● EXERCISE OBJECTIVE:
Reproduce the data exactly; no word may be added or dropped.

● DATA EXCERPTS:
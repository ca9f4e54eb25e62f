//! Multi-planet transit light curves with arbitrary transit times.

use super::limbdark::QuadraticLimbDarkening;
use super::orbit::CircularOrbit;
use crate::error::FitError;

/// Transit shape plus the centre time of every transit of one planet.
#[derive(Debug, Clone, PartialEq)]
pub struct PlanetTransits {
    pub orbit: CircularOrbit,
    pub radius_ratio: f64,
    pub duration: f64,
    /// Sorted transit centre times.
    pub tts: Vec<f64>,
}

impl PlanetTransits {
    pub fn new(
        period: f64,
        radius_ratio: f64,
        impact: f64,
        duration: f64,
        mut tts: Vec<f64>,
    ) -> Result<Self, FitError> {
        let orbit = CircularOrbit::from_duration(period, duration, radius_ratio, impact)?;
        tts.retain(|t| t.is_finite());
        tts.sort_by(f64::total_cmp);
        Ok(Self {
            orbit,
            radius_ratio,
            duration,
            tts,
        })
    }

    /// Offset from the closest transit centre.
    fn offset(&self, t: f64) -> Option<f64> {
        let i = self.tts.partition_point(|&tt| tt < t);
        let after = self.tts.get(i).map(|tt| tt - t);
        let before = i.checked_sub(1).map(|j| t - self.tts[j]);
        match (before, after) {
            (Some(b), Some(a)) if a < b => Some(-a),
            (Some(b), _) => Some(b),
            (None, Some(a)) => Some(-a),
            (None, None) => None,
        }
    }
}

/// Transit-time model: every cadence sees the nearest transit of each planet.
#[derive(Debug, Clone, PartialEq)]
pub struct TransitModel {
    pub limb_darkening: QuadraticLimbDarkening,
    pub planets: Vec<PlanetTransits>,
}

impl TransitModel {
    pub fn new(limb_darkening: QuadraticLimbDarkening, planets: Vec<PlanetTransits>) -> Self {
        Self {
            limb_darkening,
            planets,
        }
    }

    /// Flux change (non-positive) at the instant `t`, summed over planets.
    pub fn instant_delta(&self, t: f64) -> f64 {
        self.planets
            .iter()
            .filter_map(|p| {
                let dt = p.offset(t)?;
                let z = p.orbit.separation(dt);
                Some(-self.limb_darkening.occulted_fraction(z, p.radius_ratio))
            })
            .sum()
    }

    /// Flux change per cadence, averaged over `oversample` sub-exposures
    /// spread evenly across the exposure time `texp`.
    pub fn delta_flux(&self, time: &[f64], texp: f64, oversample: usize) -> Vec<f64> {
        let n = oversample.max(1);
        time.iter()
            .map(|&t| {
                let near = self.planets.iter().any(|p| {
                    p.offset(t)
                        .is_some_and(|dt| dt.abs() <= 0.5 * p.duration + texp)
                });
                if !near {
                    return 0.0;
                }
                (0..n)
                    .map(|j| {
                        let shift = texp * ((j as f64 + 0.5) / n as f64 - 0.5);
                        self.instant_delta(t + shift)
                    })
                    .sum::<f64>()
                    / n as f64
            })
            .collect()
    }
}

#[cfg(test)]
mod tests {
    use super::*;
    use crate::domain::LCIT;
    use crate::transit::limbdark::transit_depth;

    fn single(tts: Vec<f64>, limbdark: [f64; 2]) -> TransitModel {
        let planet = PlanetTransits::new(5.0, 0.1, 0.3, 0.15, tts).unwrap();
        TransitModel::new(QuadraticLimbDarkening::new(limbdark), vec![planet])
    }

    #[test]
    fn depth_at_centre_and_zero_outside() {
        let model = single(vec![10.0, 15.0], [0.0, 0.0]);
        let flux = model.delta_flux(&[10.0, 10.2, 12.5, 15.0], 0.0, 1);
        let depth = transit_depth(0.1, 0.3);
        assert!((flux[0] + depth).abs() < 5e-6);
        assert_eq!(flux[1], 0.0);
        assert_eq!(flux[2], 0.0);
        assert!((flux[3] + depth).abs() < 5e-6);
    }

    #[test]
    fn follows_shifted_transit_times() {
        let model = single(vec![10.0, 15.03], [0.4, 0.25]);
        let flux = model.delta_flux(&[15.0, 15.03], 0.0, 1);
        assert!(flux[1] < flux[0]);
    }

    #[test]
    fn exposure_smearing_preserves_mid_transit_area() {
        let model = single(vec![10.0], [0.4, 0.25]);
        let time: Vec<f64> = (0..400).map(|i| 9.8 + i as f64 * 0.001).collect();
        let sharp: f64 = model.delta_flux(&time, 0.0, 1).iter().sum();
        let smeared: f64 = model.delta_flux(&time, LCIT, 15).iter().sum();
        assert!((sharp - smeared).abs() < 0.01 * sharp.abs());
        let centre = model.delta_flux(&[10.0], LCIT, 15)[0];
        assert!(centre > model.delta_flux(&[10.0], 0.0, 1)[0]);
    }
}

● THE ANSWER:
repository ca9f4e54eb25e62f
//! Multi-planet transit light curves with arbitrary transit times.

use super::limbdark::QuadraticLimbDarkening;
use super::orbit::CircularOrbit;
use crate::error::FitError;

/// Transit shape plus the centre time of every transit of one planet.
#[derive(Debug, Clone, PartialEq)]
pub struct PlanetTransits {
    pub orbit: CircularOrbit,
    pub radius_ratio: f64,
    pub duration: f64,
    /// Sorted transit centre times.
    pub tts: Vec<f64>,
}

impl PlanetTransits {
    pub fn new(
        period: f64,
        radius_ratio: f64,
        impact: f64,
        duration: f64,
        mut tts: Vec<f64>,
    ) -> Result<Self, FitError> {
        let orbit = CircularOrbit::from_duration(period, duration, radius_ratio, impact)?;
        tts.retain(|t| t.is_finite());
        tts.sort_by(f64::total_cmp);
        Ok(Self {
            orbit,
            radius_ratio,
            duration,
            tts,
        })
    }

    /// Offset from the closest transit centre.
    fn offset(&self, t: f64) -> Option<f64> {
        let i = self.tts.partition_point(|&tt| tt < t);
        let after = self.tts.get(i).map(|tt| tt - t);
        let before = i.checked_sub(1).map(|j| t - self.tts[j]);
        match (before, after) {
            (Some(b), Some(a)) if a < b => Some(-a),
            (Some(b), _) => Some(b),
            (None, Some(a)) => Some(-a),
            (None, None) => None,
        }
    }
}

/// Transit-time model: every cadence sees the nearest transit of each planet.
#[derive(Debug, Clone, PartialEq)]
pub struct TransitModel {
    pub limb_darkening: QuadraticLimbDarkening,
    pub planets: Vec<PlanetTransits>,
}

impl TransitModel {
    pub fn new(limb_darkening: QuadraticLimbDarkening, planets: Vec<PlanetTransits>) -> Self {
        Self {
            limb_darkening,
            planets,
        }
    }

    /// Flux change (non-positive) at the instant `t`, summed over planets.
    pub fn instant_delta(&self, t: f64) -> f64 {
        self.planets
            .iter()
            .filter_map(|p| {
                let dt = p.offset(t)?;
                let z = p.orbit.separation(dt);
                Some(-self.limb_darkening.occulted_fraction(z, p.radius_ratio))
            })
            .sum()
    }

    /// Flux change per cadence, averaged over `oversample` sub-exposures
    /// spread evenly across the exposure time `texp`.
    pub fn delta_flux(&self, time: &[f64], texp: f64, oversample: usize) -> Vec<f64> {
        let n = oversample.max(1);
        time.iter()
            .map(|&t| {
                let near = self.planets.iter().any(|p| {
                    p.offset(t)
                        .is_some_and(|dt| dt.abs() <= 0.5 * p.duration + texp)
                });
                if !near {
                    return 0.0;
                }
                (0..n)
                    .map(|j| {
                        let shift = texp * ((j as f64 + 0.5) / n as f64 - 0.5);
                        self.instant_delta(t + shift)
                    })
                    .sum::<f64>()
                    / n as f64
            })
            .collect()
    }
}

#[cfg(test)]
mod tests {
    use super::*;
    use crate::domain::LCIT;
    use crate::transit::limbdark::transit_depth;

    fn single(tts: Vec<f64>, limbdark: [f64; 2]) -> TransitModel {
        let planet = PlanetTransits::new(5.0, 0.1, 0.3, 0.15, tts).unwrap();
        TransitModel::new(QuadraticLimbDarkening::new(limbdark), vec![planet])
    }

    #[test]
    fn depth_at_centre_and_zero_outside() {
        let model = single(vec![10.0, 15.0], [0.0, 0.0]);
        let flux = model.delta_flux(&[10.0, 10.2, 12.5, 15.0], 0.0, 1);
        let depth = transit_depth(0.1, 0.3);
        assert!((flux[0] + depth).abs() < 5e-6);
        assert_eq!(flux[1], 0.0);
        assert_eq!(flux[2], 0.0);
        assert!((flux[3] + depth).abs() < 5e-6);
    }

    #[test]
    fn follows_shifted_transit_times() {
        let model = single(vec![10.0, 15.03], [0.4, 0.25]);
        let flux = model.delta_flux(&[15.0, 15.03], 0.0, 1);
        assert!(flux[1] < flux[0]);
    }

    #[test]
    fn exposure_smearing_preserves_mid_transit_area() {
        let model = single(vec![10.0], [0.4, 0.25]);
        let time: Vec<f64> = (0..400).map(|i| 9.8 + i as f64 * 0.001).collect();
        let sharp: f64 = model.delta_flux(&time, 0.0, 1).iter().sum();
        let smeared: f64 = model.delta_flux(&time, LCIT, 15).iter().sum();
        assert!((sharp - smeared).abs() < 0.01 * sharp.abs());
        let centre = model.delta_flux(&[10.0], LCIT, 15)[0];
        assert!(centre > model.delta_flux(&[10.0], 0.0, 1)[0]);
    }
}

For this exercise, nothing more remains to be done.